There was an exodus from Israel/Paelstine following the intolerable situation.  Some left because they wanted to, some left because they were too scared to stay.  And a large group of expats, both Jewish and Palestinian, ended up in Alberta.  They set up falafel stands with freshly made hummus.  They bumped into each other in shops selling olive oil from their homeland. They spoke together in Hebrew with Arabic slang thrown in – and in Arabic peppered with Hebrew.  You could hear the children of Abraham calling each other, “Ya uchi (O my brother).”   There were no borders in Alberta.  There were no segregated neighbourhoods.  The Jewish Israelis and Palestinians filled the gaps left by their missing family members by opening their homes to each other.  The smell of cumin was acceptable.  The situation was similar to that in other cities around the world, where the Hebrew and Arabic speakers feel closer to each other than to the other nationalities in the area.  They share roots.  They share stories and experiences.  They share nostalgia for the homeland that until now, they hadn’t found a way to share.

 

Olive Harvest Coalition, Jayyous October 2012

Sometimes what looks like a picture of peace is a symptom of war, or military occupation. What could be more like a picture of peace than a group of Israeli volunteers taking a break in the olive grove of a Palestinian family who have prepared lunch for their guests who have given up their Sabbath to help with the olive harvest? Representations of peace have a limited iconography to draw on: the dove, olive branches, lions lying down with lambs, mothers with children, and pastoral scenes in general. So, surely all the right buttons are being pressed in this picture of Israelis and Palestinians sharing a meal cooked on an open fire under olive trees. Surely this is peace?

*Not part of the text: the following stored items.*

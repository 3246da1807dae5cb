//! Video URL transformer.
//!
//! Collects each video block's student view data and, at transform time,
//! rewrites its encoded video URLs to be served from the configured CDN.
//! Formats in the exemption table (by default `youtube` and `fallback`) are
//! left alone: YouTube URLs are not ours to rewrite, and fallback URLs come
//! from authored sources that may live on any CDN.

use std::collections::BTreeMap;

use async_trait::async_trait;
use serde_json::{Map, Value};
use tracing::{debug, info, instrument, warn};

use coursegraph_shared::config::DEFAULT_CDN_KEY;
use coursegraph_shared::{
    BlockKey, CourseGraphError, Result, UsageInfo, VIDEO_BLOCK_TYPE, VideoUrlConfig,
};
use coursegraph_structure::{BlockStructure, MatchRule};

use crate::collect::fetch_student_views;
use crate::rewrite::{FormatExemptions, RewriteRule};
use crate::transformer::{
    BlockFailure, BlockStructureTransformer, CollectContext, CollectReport, TransformReport,
};

/// Rewrites video rendition URLs onto a CDN.
#[derive(Debug, Clone)]
pub struct VideoBlockUrlTransformer {
    default_rule: RewriteRule,
    /// Per-region overrides of `default_rule`.
    regional: BTreeMap<String, RewriteRule>,
    exemptions: FormatExemptions,
}

impl VideoBlockUrlTransformer {
    pub const NAME: &'static str = "video_url";
    pub const WRITE_VERSION: u32 = 1;
    pub const READ_VERSION: u32 = 1;
    /// Field holding the collected student view data.
    pub const STUDENT_VIEW_DATA: &'static str = "student_view_data";
    /// Key of the renditions mapping inside the student view data.
    pub const ENCODED_VIDEOS: &'static str = "encoded_videos";
    const OUTPUT_FIELDS: &'static [&'static str] = &[Self::STUDENT_VIEW_DATA];

    /// Build from config, validating every CDN base up front.
    pub fn new(config: &VideoUrlConfig) -> Result<Self> {
        let mut default_rule = RewriteRule::default();
        let mut regional = BTreeMap::new();
        for (region, base) in &config.cdn_urls {
            let rule = RewriteRule::new(base)?;
            if region == DEFAULT_CDN_KEY {
                default_rule = rule;
            } else {
                regional.insert(region.clone(), rule);
            }
        }

        Ok(Self {
            default_rule,
            regional,
            exemptions: config.format_exceptions.iter().cloned().collect(),
        })
    }

    /// The traversal filter shared by both phases.
    pub fn match_rule() -> MatchRule {
        MatchRule::block_type(VIDEO_BLOCK_TYPE)
    }

    pub fn exemptions(&self) -> &FormatExemptions {
        &self.exemptions
    }

    /// Rule for the requesting region, falling back to `default`.
    pub fn rule_for(&self, region: Option<&str>) -> &RewriteRule {
        region
            .and_then(|r| self.regional.get(r))
            .unwrap_or(&self.default_rule)
    }

    /// Rewrite one block's renditions in place.
    ///
    /// The whole mapping is validated before anything is changed, so a
    /// malformed block is never left half rewritten.
    fn rewrite_block(
        &self,
        key: &BlockKey,
        data: &mut Value,
        rule: &RewriteRule,
        report: &mut TransformReport,
    ) -> Result<()> {
        let encoded = data
            .get_mut(Self::ENCODED_VIDEOS)
            .and_then(Value::as_object_mut)
            .ok_or_else(|| {
                CourseGraphError::malformed(
                    key,
                    Self::STUDENT_VIEW_DATA,
                    format!("missing '{}' mapping", Self::ENCODED_VIDEOS),
                )
            })?;

        validate_renditions(key, encoded, &self.exemptions)?;

        for (format, video) in encoded.iter_mut() {
            if self.exemptions.contains(format) {
                report.unchanged += 1;
                continue;
            }

            let Some(slot) = video.get_mut("url") else {
                continue;
            };
            let Some(current) = slot.as_str() else {
                // null url: nothing to rewrite
                report.skipped += 1;
                continue;
            };

            match rule.rewrite(current) {
                Some(rewritten) if rewritten == current => report.unchanged += 1,
                Some(rewritten) => {
                    debug!(block = %key, format = %format, url = %rewritten, "rewrote video url");
                    *slot = Value::String(rewritten);
                    report.rewritten += 1;
                }
                None => {
                    warn!(block = %key, format = %format, url = current, "could not rewrite video url");
                    report.skipped += 1;
                }
            }
        }

        Ok(())
    }
}

/// Every non-exempt rendition must be an object with a string or null `url`.
fn validate_renditions(
    key: &BlockKey,
    encoded: &Map<String, Value>,
    exemptions: &FormatExemptions,
) -> Result<()> {
    for (format, video) in encoded {
        if exemptions.contains(format) {
            continue;
        }
        let field = VideoBlockUrlTransformer::STUDENT_VIEW_DATA;
        let Some(obj) = video.as_object() else {
            return Err(CourseGraphError::malformed(
                key,
                field,
                format!("rendition '{format}' is not an object"),
            ));
        };
        match obj.get("url") {
            Some(Value::String(_)) | Some(Value::Null) => {}
            Some(_) => {
                return Err(CourseGraphError::malformed(
                    key,
                    field,
                    format!("rendition '{format}' has a non-string url"),
                ));
            }
            None => {
                return Err(CourseGraphError::malformed(
                    key,
                    field,
                    format!("rendition '{format}' has no url"),
                ));
            }
        }
    }
    Ok(())
}

impl Default for VideoBlockUrlTransformer {
    fn default() -> Self {
        Self {
            default_rule: RewriteRule::default(),
            regional: BTreeMap::new(),
            exemptions: FormatExemptions::default(),
        }
    }
}

#[async_trait]
impl BlockStructureTransformer for VideoBlockUrlTransformer {
    fn name(&self) -> &'static str {
        Self::NAME
    }

    fn write_version(&self) -> u32 {
        Self::WRITE_VERSION
    }

    fn read_version(&self) -> u32 {
        Self::READ_VERSION
    }

    fn output_fields(&self) -> &'static [&'static str] {
        Self::OUTPUT_FIELDS
    }

    #[instrument(skip_all, fields(transformer = Self::NAME))]
    async fn collect(
        &self,
        ctx: &CollectContext<'_>,
        structure: &mut BlockStructure,
    ) -> Result<CollectReport> {
        let scope = self.scope();
        let keys = structure.topological_traversal(&Self::match_rule(), true);
        let total = keys.len();
        let results = fetch_student_views(ctx, structure, &keys).await?;

        let mut report = CollectReport::new(Self::NAME);
        for (i, (key, result)) in results.into_iter().enumerate() {
            match result {
                Ok(data) => {
                    structure.set_transformer_block_field(
                        &key,
                        &scope,
                        Self::STUDENT_VIEW_DATA,
                        data,
                    )?;
                    report.collected += 1;
                    ctx.progress.block_collected(&key, true, i + 1, total);
                }
                Err(e) if e.is_block_local() => {
                    warn!(block = %key, error = %e, "student view data unavailable");
                    ctx.progress.block_collected(&key, false, i + 1, total);
                    report.failures.push(BlockFailure {
                        block: key,
                        reason: e.to_string(),
                    });
                }
                Err(e) => return Err(e),
            }
        }

        info!(
            collected = report.collected,
            failed = report.failures.len(),
            "video data collected"
        );
        Ok(report)
    }

    #[instrument(skip_all, fields(transformer = Self::NAME))]
    fn transform(
        &self,
        usage: &UsageInfo,
        structure: &mut BlockStructure,
    ) -> Result<TransformReport> {
        let scope = self.scope();
        let rule = self.rule_for(usage.region.as_deref());
        let mut report = TransformReport::new(Self::NAME);

        for key in structure.topological_traversal(&Self::match_rule(), true) {
            let data = match structure.get_transformer_block_field_mut(
                &key,
                &scope,
                Self::STUDENT_VIEW_DATA,
            ) {
                Ok(data) => data,
                Err(e) if e.is_block_local() => {
                    warn!(block = %key, error = %e, "no collected video data, leaving block as is");
                    report.missing.push(key);
                    continue;
                }
                Err(e) => return Err(e),
            };

            self.rewrite_block(&key, data, rule, &mut report)?;
            report.blocks += 1;
        }

        info!(
            blocks = report.blocks,
            rewritten = report.rewritten,
            unchanged = report.unchanged,
            skipped = report.skipped,
            missing = report.missing.len(),
            cdn = rule.cdn_base(),
            "video urls transformed"
        );
        Ok(report)
    }
}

No, it isn’t, because the photograph doesn’t tell the story of how this group of Israelis came to the land of the West Bank village of Jayyous on this late summer day. It doesn’t tell the story of how the Israeli separation wall cut off the villagers of Jayyous from most of their land, and how those villages have to obtain permits from the occupation authorities to pass through the two agricultural gates in the wall which are opened and closed by the army. It doesn’t show the map of how that security wall departs from the green line marking the 1949 armistice line between Israel and the West Bank, such that it wraps a noose around the Palestinian town of Qalqilya and zig-zags crazily by Jayyous that lies nearby. Nor does it tell the story of the Eyal checkpoint through which Palestinians from Qalqilya with permits may pass to work in Israel if they are prepared to get there by 4 am, be patient, and subject themselves to the rigorous security checks. That is a story told by Machsomwatch and its members.

Yet, the photograph and the event are both pictures of peace in another way. The Israelis (and some overseas visitors) have found a small, practical way to compensate their Palestinian neighbours for the damage to their lives and livelihoods caused by the separation wall, through an organization called the Olive Harvest Coalition. And the Palestinians of Jayyous have been willing to accept such help from citizens of the state that creates such harsh facts on their ground who had come in place of all those family members and other villagers who do not have permits to cross through the wall. As we spent our day picking olives and taking breaks for food and hot, sweet tea, working under the patient supervision of Ali who had to stretch his Hebrew to direct us, it was hard not to feel peaceful. No doubt there are plenty of Israelis who would think it dangerous for us to put ourselves in the hands of Palestinians, but the only danger was the perilous ride on the overcrowded tractor and trailer. In the midst of all this seemingly intractable conflict between two nations, a dozen or so Israelis could be the guests of Ali, his wife and son for a day, without mutual suspicion, or anxiety, or fear. It was so peaceful that not even we Israelis found anything to argue about. Maybe one day Ali and his neighbours will run a service offering fun days out for Tel Aviv families to experience the olive harvest in Jayyous. But there’s a wall that has come down first.